Мне тогда было двадцать четыре года, и о том, что такое старость, я имел лишь смутное представление. Однажды, погруженный в изучение историй болезни, я услышал, как хлопнули створки двери. Привезли мадам Фламель, которая лежала на носилках. Строго горизонтально, на нижнем этаже мироздания. Она провела в таком положении двадцать восемь часов, прежде чем ее обнаружили.

Мы с мадам Фламель сразу сблизились. Я стал о ней заботиться. А она вся до последней морщинки буквально исходила нежностью ко всему персоналу, словно спелый инжир под южным солнцем. Дети приносили ей клубнику и конфеты, она все раздавала нам.

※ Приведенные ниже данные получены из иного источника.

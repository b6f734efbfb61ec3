//! Simulated generation service with artificial latency and overload failures

use async_trait::async_trait;
use chrono::Utc;
use parking_lot::Mutex;
use rand::rngs::StdRng;
use rand::{Rng, SeedableRng};
use std::sync::Arc;
use std::time::Duration;
use tracing::{debug, warn};
use uuid::Uuid;

use crate::cancel::CancellationToken;
use crate::client::traits::{GenerationClient, GenerationRequest, GenerationResult};
use crate::config::SimulatorConfig;
use crate::error::GenerationError;
use crate::timer::{self, Clock, TokioClock};

/// Stand-in for the remote service: waits, then either fails as overloaded
/// or echoes the submitted image back as the result
pub struct SimulatedClient {
    name: String,
    min_latency_ms: u64,
    max_latency_ms: u64,
    failure_rate: f64,
    rng: Mutex<StdRng>,
    clock: Arc<dyn Clock>,
}

impl SimulatedClient {
    /// Create a simulated client from configuration
    pub fn new(config: &SimulatorConfig) -> Self {
        Self::with_clock(config, Arc::new(TokioClock))
    }

    /// Create a simulated client that waits on the given clock
    pub fn with_clock(config: &SimulatorConfig, clock: Arc<dyn Clock>) -> Self {
        let rng = match config.seed {
            Some(seed) => StdRng::seed_from_u64(seed),
            None => StdRng::from_entropy(),
        };

        Self {
            name: "simulated".to_string(),
            min_latency_ms: config.min_latency_ms,
            max_latency_ms: config.max_latency_ms,
            failure_rate: config.failure_rate,
            rng: Mutex::new(rng),
            clock,
        }
    }

    fn next_latency(&self) -> Duration {
        let ms = if self.max_latency_ms > self.min_latency_ms {
            self.rng
                .lock()
                .gen_range(self.min_latency_ms..self.max_latency_ms)
        } else {
            self.min_latency_ms
        };
        Duration::from_millis(ms)
    }

    fn should_fail(&self) -> bool {
        self.rng.lock().gen::<f64>() < self.failure_rate
    }
}

#[async_trait]
impl GenerationClient for SimulatedClient {
    fn name(&self) -> &str {
        &self.name
    }

    async fn generate(
        &self,
        request: &GenerationRequest,
        cancel: &CancellationToken,
    ) -> Result<GenerationResult, GenerationError> {
        let latency = self.next_latency();
        debug!(
            client = %self.name,
            latency_ms = latency.as_millis() as u64,
            style = %request.style,
            "Simulating generation"
        );

        timer::wait(latency, cancel, self.clock.as_ref()).await?;

        if cancel.is_cancelled() {
            return Err(GenerationError::Aborted);
        }

        if self.should_fail() {
            warn!(client = %self.name, "Simulated overload");
            return Err(GenerationError::overloaded());
        }

        Ok(GenerationResult {
            id: Uuid::new_v4().to_string(),
            image_url: request.image.data_url.clone(),
            prompt: request.prompt.clone(),
            style: request.style,
            created_at: Utc::now(),
        })
    }
}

Уже на следующий день после прибытия в больницу она настояла на том, чтобы ей разрешили сидеть и передвигаться в кресле.

Когда мы переносили ее пухлое тельце в кресло, она нам помогала: крепко цеплялась за наши руки, отталкивалась, когда мы тащили, и кряхтела от натуги вместе с нами.

Ну еще! Ну еще! У нас получилось. Общими усилиями.

Так она перебралась на второй этаж мироздания – в кресло.

Неделю спустя ей это надоело: кресло – кровать, кровать – кресло, ей захотелось большего. Она жаждала принять вертикальное положение, упереться стопами в землю, уловить правильное направление и придерживаться его.

Ну еще! Ну еще!

Ей удалось. С трудом, но удалось. Она стояла прямо, и это был следующий этаж мироздания. Она сделала шаг. На следующий день – еще шаг. Не прошло и недели, как она сама ходила и без посторонней помощи поднималась и спускалась по лестнице.

Потом однажды она пришла ко мне и сказала:

– Не могли бы вы помочь мне вытащить чемодан? У меня там свитер.

Она прогулялась около больницы. По-нашему, у входа, хотя для нее это был выход. Она взошла на Капитолийский холм благодаря одной лишь силе воли. Я посмотрел на нее и сказал, что таких, как она, не встречал.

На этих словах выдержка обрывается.